→ **Work request**
Only lines holding the string "Serialize" are wanted; copy each one from the material.

───

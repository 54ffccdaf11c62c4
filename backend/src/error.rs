//! Error handling for the bookstore dashboard service
//!
//! Provides consistent error responses in English and Thai

use axum::{
    http::StatusCode,
    response::{IntoResponse, Response},
    Json,
};
use serde::Serialize;
use thiserror::Error;

/// Application error types
#[derive(Error, Debug)]
pub enum AppError {
    // Validation errors
    #[error("Validation error: {0}")]
    ValidationError(String),

    // External service errors
    #[error("Gemini API Key is not configured on the server.")]
    AiNotConfigured,

    #[error("AI provider unavailable: {0}")]
    AiProviderUnavailable(String),

    #[error("AI provider error: {0}")]
    AiProviderError(String),

    // Database errors
    #[error("Database error: {0}")]
    DatabaseError(#[from] sqlx::Error),

    // Internal errors
    #[error("Internal server error: {0}")]
    Internal(String),

    #[error("Internal server error")]
    InternalError(#[from] anyhow::Error),
}

impl From<validator::ValidationErrors> for AppError {
    fn from(errors: validator::ValidationErrors) -> Self {
        AppError::ValidationError(errors.to_string())
    }
}

impl From<shared::PeriodError> for AppError {
    fn from(error: shared::PeriodError) -> Self {
        AppError::Internal(error.to_string())
    }
}

/// Error response structure
#[derive(Debug, Serialize)]
pub struct ErrorResponse {
    pub error: String,
    pub code: String,
    pub message_th: String,
}

impl AppError {
    /// Status, code, and client-facing messages for this error
    fn describe(&self) -> (StatusCode, &'static str, String, String) {
        match self {
            AppError::ValidationError(msg) => (
                StatusCode::BAD_REQUEST,
                "VALIDATION_ERROR",
                msg.clone(),
                format!("ข้อมูลไม่ถูกต้อง: {}", msg),
            ),
            AppError::AiNotConfigured => (
                StatusCode::INTERNAL_SERVER_ERROR,
                "AI_NOT_CONFIGURED",
                self.to_string(),
                "ยังไม่ได้ตั้งค่า Gemini API Key บนเซิร์ฟเวอร์".to_string(),
            ),
            AppError::AiProviderUnavailable(msg) | AppError::AiProviderError(msg) => (
                StatusCode::INTERNAL_SERVER_ERROR,
                if matches!(self, AppError::AiProviderUnavailable(_)) {
                    "AI_PROVIDER_UNAVAILABLE"
                } else {
                    "AI_PROVIDER_ERROR"
                },
                format!("AI analysis failed: {}", msg),
                format!("เกิดข้อผิดพลาดในการประมวลผลการวิเคราะห์ด้วย AI: {}", msg),
            ),
            AppError::DatabaseError(_) => (
                StatusCode::INTERNAL_SERVER_ERROR,
                "DATABASE_ERROR",
                "Internal server error".to_string(),
                "เกิดข้อผิดพลาดภายในเซิร์ฟเวอร์".to_string(),
            ),
            AppError::Internal(_) | AppError::InternalError(_) => (
                StatusCode::INTERNAL_SERVER_ERROR,
                "INTERNAL_ERROR",
                "Internal server error".to_string(),
                "เกิดข้อผิดพลาดภายในเซิร์ฟเวอร์".to_string(),
            ),
        }
    }
}

impl IntoResponse for AppError {
    fn into_response(self) -> Response {
        let (status, code, message, message_th) = self.describe();

        // Log the error for debugging
        tracing::error!(code, "Error: {:?}", self);

        let body = ErrorResponse {
            error: message,
            code: code.to_string(),
            message_th,
        };
        (status, Json(body)).into_response()
    }
}

/// Result type alias for handlers
pub type AppResult<T> = Result<T, AppError>;

#[cfg(test)]
mod tests {
    use super::*;

    #[test]
    fn test_database_errors_hide_details() {
        let (status, code, message, _) = AppError::DatabaseError(sqlx::Error::PoolTimedOut).describe();
        assert_eq!(status, StatusCode::INTERNAL_SERVER_ERROR);
        assert_eq!(code, "DATABASE_ERROR");
        assert_eq!(message, "Internal server error");
    }

    #[test]
    fn test_provider_errors_embed_failure_text() {
        let (status, code, message, message_th) =
            AppError::AiProviderUnavailable("503 Service Unavailable".to_string()).describe();
        assert_eq!(status, StatusCode::INTERNAL_SERVER_ERROR);
        assert_eq!(code, "AI_PROVIDER_UNAVAILABLE");
        assert!(message.contains("503 Service Unavailable"));
        assert!(message_th.contains("503 Service Unavailable"));

        let (_, code, _, _) = AppError::AiProviderError("bad request".to_string()).describe();
        assert_eq!(code, "AI_PROVIDER_ERROR");
    }

    #[test]
    fn test_missing_ai_configuration() {
        let (status, code, message, _) = AppError::AiNotConfigured.describe();
        assert_eq!(status, StatusCode::INTERNAL_SERVER_ERROR);
        assert_eq!(code, "AI_NOT_CONFIGURED");
        assert_eq!(message, "Gemini API Key is not configured on the server.");
    }

    #[test]
    fn test_validation_is_bad_request() {
        let response = AppError::ValidationError("monthlyIncome too long".to_string()).into_response();
        assert_eq!(response.status(), StatusCode::BAD_REQUEST);
    }
}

───

→ **Solution for this problem**
use serde::Serialize;
#[derive(Debug, Serialize)]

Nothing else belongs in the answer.